Researchers correlated brain damage evident on magnetic resonance imaging to increased risk of dementia in a paper published Thursday in the journal Stroke.
The research shows how microstructural damage seen in MRI scans of stroke patients can predict cognitive decline and dementia.
The authors said the imaging technique can help physicians monitor stroke patients and identify individuals who may benefit from early treatment.
People who present with lacunar strokes, a subgroup of patients with the brain disease, can have cerebral small vessel disease (SVD) that manifests in cognitive impairment and ultimately dementia. These conditions arise because of damage to small blood vessels in the brain.
That link between vascular damage and dementia led University of London researchers to track 99 SVD patients. Participants in the study were assessed using the diffusion tensor image segmentation (DSEG) MRI imaging technique annually for three years and cognitive assessments for five years. The researchers compared the imaging data to the cognitive results.
Eighteen participants developed dementia during the study. Average time to onset was approximately three years and four months, the American Heart Association said.

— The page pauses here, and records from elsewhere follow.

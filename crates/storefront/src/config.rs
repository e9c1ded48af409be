//! Storefront configuration loaded from environment variables.
//!
//! # Environment Variables
//!
//! ## Required
//! - `MARKETSTALL_API_URL` - Base URL of the commerce backend
//!
//! ## Optional
//! - `MARKETSTALL_API_TIMEOUT_SECS` - Per-request timeout (default: 10)
//! - `MARKETSTALL_CACHE_TTL_SECS` - Query cache TTL (default: 300)
//! - `MARKETSTALL_CACHE_CAPACITY` - Query cache entries (default: 1000)
//! - `MARKETSTALL_CLIENT_ID` - OAuth2 client id sent with logins
//! - `MARKETSTALL_CLIENT_SECRET` - OAuth2 client secret sent with logins
//! - `STOREFRONT_HOST` - Bind address (default: 127.0.0.1)
//! - `STOREFRONT_PORT` - Listen port (default: 3000)
//! - `STOREFRONT_BASE_URL` - Public URL (default: `http://localhost:3000`)
//! - `STOREFRONT_SESSION_TTL_SECS` - Session inactivity expiry (default: 86400)
//! - `CART_REMINDER_DAYS` - Reminder offset for a new default cart (default: 1)
//! - `STOREFRONT_TRUST_PROXY_HEADERS` - Key the login rate limit on
//!   `X-Forwarded-For`/`X-Real-IP` (default: false). Only enable behind a
//!   reverse proxy that overwrites these headers.
//! - `SENTRY_DSN` - Sentry error tracking DSN
//! - `SENTRY_ENVIRONMENT` - Sentry environment name

use std::fmt::Display;
use std::net::{IpAddr, SocketAddr};
use std::str::FromStr;
use std::time::Duration;

use secrecy::SecretString;
use thiserror::Error;
use url::Url;

/// Configuration errors that can occur during loading.
#[derive(Debug, Error)]
pub enum ConfigError {
    #[error("Missing environment variable: {0}")]
    MissingEnvVar(String),
    #[error("Invalid environment variable {0}: {1}")]
    InvalidEnvVar(String, String),
}

/// Storefront application configuration.
#[derive(Debug, Clone)]
pub struct StorefrontConfig {
    /// IP address to bind the server to
    pub host: IpAddr,
    /// Port to listen on
    pub port: u16,
    /// Public base URL for the storefront
    pub base_url: String,
    /// Sessions expire after this long without a request
    pub session_ttl: Duration,
    /// Days until the reminder of a newly created default cart
    pub cart_reminder_days: u32,
    /// Whether client IPs are taken from reverse-proxy headers
    pub trust_proxy_headers: bool,
    /// Commerce backend configuration
    pub api: ApiConfig,
    /// Sentry DSN for error tracking
    pub sentry_dsn: Option<String>,
    /// Sentry environment name
    pub sentry_environment: Option<String>,
}

/// Commerce backend client configuration.
///
/// Implements `Debug` manually to redact secret fields.
#[derive(Clone)]
pub struct ApiConfig {
    /// Backend base URL; endpoint paths are appended to it
    pub base_url: Url,
    /// Per-request timeout
    pub timeout: Duration,
    /// How long cached query responses live
    pub cache_ttl: Duration,
    /// Maximum cached query responses
    pub cache_capacity: u64,
    /// OAuth2 client id sent with password logins
    pub client_id: Option<String>,
    /// OAuth2 client secret sent with password logins
    pub client_secret: Option<SecretString>,
}

impl std::fmt::Debug for ApiConfig {
    fn fmt(&self, f: &mut std::fmt::Formatter<'_>) -> std::fmt::Result {
        f.debug_struct("ApiConfig")
            .field("base_url", &self.base_url.as_str())
            .field("timeout", &self.timeout)
            .field("cache_ttl", &self.cache_ttl)
            .field("cache_capacity", &self.cache_capacity)
            .field("client_id", &self.client_id)
            .field(
                "client_secret",
                &self.client_secret.as_ref().map(|_| "[REDACTED]"),
            )
            .finish()
    }
}

impl Default for ApiConfig {
    fn default() -> Self {
        Self {
            base_url: Url::from_str("http://localhost:8000/")
                .unwrap_or_else(|_| unreachable!("static URL is valid")),
            timeout: Duration::from_secs(10),
            cache_ttl: Duration::from_secs(300),
            cache_capacity: 1000,
            client_id: None,
            client_secret: None,
        }
    }
}

impl StorefrontConfig {
    /// Load configuration from environment variables.
    ///
    /// Calls `dotenvy::dotenv()` to load from `.env` file if present.
    ///
    /// # Errors
    ///
    /// Returns `ConfigError` if required variables are missing or invalid.
    pub fn from_env() -> Result<Self, ConfigError> {
        // Load .env file if present (ignore errors if not found)
        let _ = dotenvy::dotenv();

        let host = parse_env("STOREFRONT_HOST", "127.0.0.1")?;
        let port = parse_env("STOREFRONT_PORT", "3000")?;
        let base_url = get_env_or_default("STOREFRONT_BASE_URL", "http://localhost:3000");
        let session_ttl = Duration::from_secs(parse_env("STOREFRONT_SESSION_TTL_SECS", "86400")?);
        let cart_reminder_days = parse_env("CART_REMINDER_DAYS", "1")?;
        let trust_proxy_headers = parse_env("STOREFRONT_TRUST_PROXY_HEADERS", "false")?;

        let api = ApiConfig::from_env()?;
        let sentry_dsn = get_optional_env("SENTRY_DSN");
        let sentry_environment = get_optional_env("SENTRY_ENVIRONMENT");

        Ok(Self {
            host,
            port,
            base_url,
            session_ttl,
            cart_reminder_days,
            trust_proxy_headers,
            api,
            sentry_dsn,
            sentry_environment,
        })
    }

    /// Returns the socket address for binding the server.
    #[must_use]
    pub const fn socket_addr(&self) -> SocketAddr {
        SocketAddr::new(self.host, self.port)
    }

    /// Whether the storefront is served over HTTPS (secure cookies).
    #[must_use]
    pub fn is_secure(&self) -> bool {
        self.base_url.starts_with("https://")
    }
}

impl ApiConfig {
    /// Load the backend client configuration from environment variables.
    ///
    /// Does not read `.env`; callers decide whether to.
    ///
    /// # Errors
    ///
    /// Returns `ConfigError` if `MARKETSTALL_API_URL` is missing or any
    /// value is invalid.
    pub fn from_env() -> Result<Self, ConfigError> {
        let raw_url = get_required_env("MARKETSTALL_API_URL")?;
        let base_url = parse_value::<Url>("MARKETSTALL_API_URL", &raw_url)?;

        Ok(Self {
            base_url,
            timeout: Duration::from_secs(parse_env("MARKETSTALL_API_TIMEOUT_SECS", "10")?),
            cache_ttl: Duration::from_secs(parse_env("MARKETSTALL_CACHE_TTL_SECS", "300")?),
            cache_capacity: parse_env("MARKETSTALL_CACHE_CAPACITY", "1000")?,
            client_id: get_optional_env("MARKETSTALL_CLIENT_ID"),
            client_secret: get_optional_env("MARKETSTALL_CLIENT_SECRET").map(SecretString::from),
        })
    }
}

// =============================================================================
// Helper Functions
// =============================================================================

/// Get a required environment variable.
fn get_required_env(key: &str) -> Result<String, ConfigError> {
    std::env::var(key).map_err(|_| ConfigError::MissingEnvVar(key.to_string()))
}

/// Get an optional environment variable. Empty values count as unset.
fn get_optional_env(key: &str) -> Option<String> {
    std::env::var(key).ok().filter(|v| !v.trim().is_empty())
}

/// Get an environment variable with a default value.
fn get_env_or_default(key: &str, default: &str) -> String {
    std::env::var(key).unwrap_or_else(|_| default.to_string())
}

/// Parse an environment variable, falling back to `default` when unset.
fn parse_env<T>(key: &str, default: &str) -> Result<T, ConfigError>
where
    T: FromStr,
    T::Err: Display,
{
    parse_value(key, &get_env_or_default(key, default))
}

fn parse_value<T>(key: &str, raw: &str) -> Result<T, ConfigError>
where
    T: FromStr,
    T::Err: Display,
{
    raw.trim()
        .parse::<T>()
        .map_err(|e| ConfigError::InvalidEnvVar(key.to_string(), e.to_string()))
}

#[cfg(test)]
#[allow(clippy::unwrap_used)]
mod tests {
    use super::*;

    fn config() -> StorefrontConfig {
        StorefrontConfig {
            host: "127.0.0.1".parse().unwrap(),
            port: 3000,
            base_url: "http://localhost:3000".to_string(),
            session_ttl: Duration::from_secs(86_400),
            cart_reminder_days: 1,
            trust_proxy_headers: false,
            api: ApiConfig::default(),
            sentry_dsn: None,
            sentry_environment: None,
        }
    }

    #[test]
    fn test_socket_addr() {
        let addr = config().socket_addr();
        assert_eq!(addr.ip().to_string(), "127.0.0.1");
        assert_eq!(addr.port(), 3000);
    }

    #[test]
    fn test_is_secure() {
        let mut config = config();
        assert!(!config.is_secure());
        config.base_url = "https://shop.example.com".to_string();
        assert!(config.is_secure());
    }

    #[test]
    fn test_parse_value() {
        assert_eq!(parse_value::<u16>("PORT", " 8080 ").unwrap(), 8080);

        let err = parse_value::<u16>("PORT", "eighty").unwrap_err();
        assert!(matches!(err, ConfigError::InvalidEnvVar(key, _) if key == "PORT"));

        assert!(parse_value::<Url>("MARKETSTALL_API_URL", "not a url").is_err());
    }

    #[test]
    fn test_api_config_debug_redacts_secrets() {
        let config = ApiConfig {
            client_id: Some("web-client".to_string()),
            client_secret: Some(SecretString::from("super_secret_client_secret")),
            ..ApiConfig::default()
        };

        let debug_output = format!("{config:?}");

        assert!(debug_output.contains("web-client"));
        assert!(debug_output.contains("localhost:8000"));
        assert!(debug_output.contains("[REDACTED]"));
        assert!(!debug_output.contains("super_secret_client_secret"));
    }
}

The study also correlated imaging results to declining executive function but found no link between the MRI data and information processing speed. Despite that limitation of the predictive power of the technique, the researchers said the approach has a role in the monitoring of SVD patients.
"Taken together, these findings suggest that DSEG may be used as a clinical tool to monitor SVD progression in patients and predict risk of developing dementia," the authors wrote in the paper.
While physicians lack good, validated treatments for cerebral SVD, a range of potential therapeutic options are available. If there is good reason to think a patient may develop dementia, a physician may recommend a more active, interventionist approach to treating SVD, potentially delaying or preventing cognitive decline.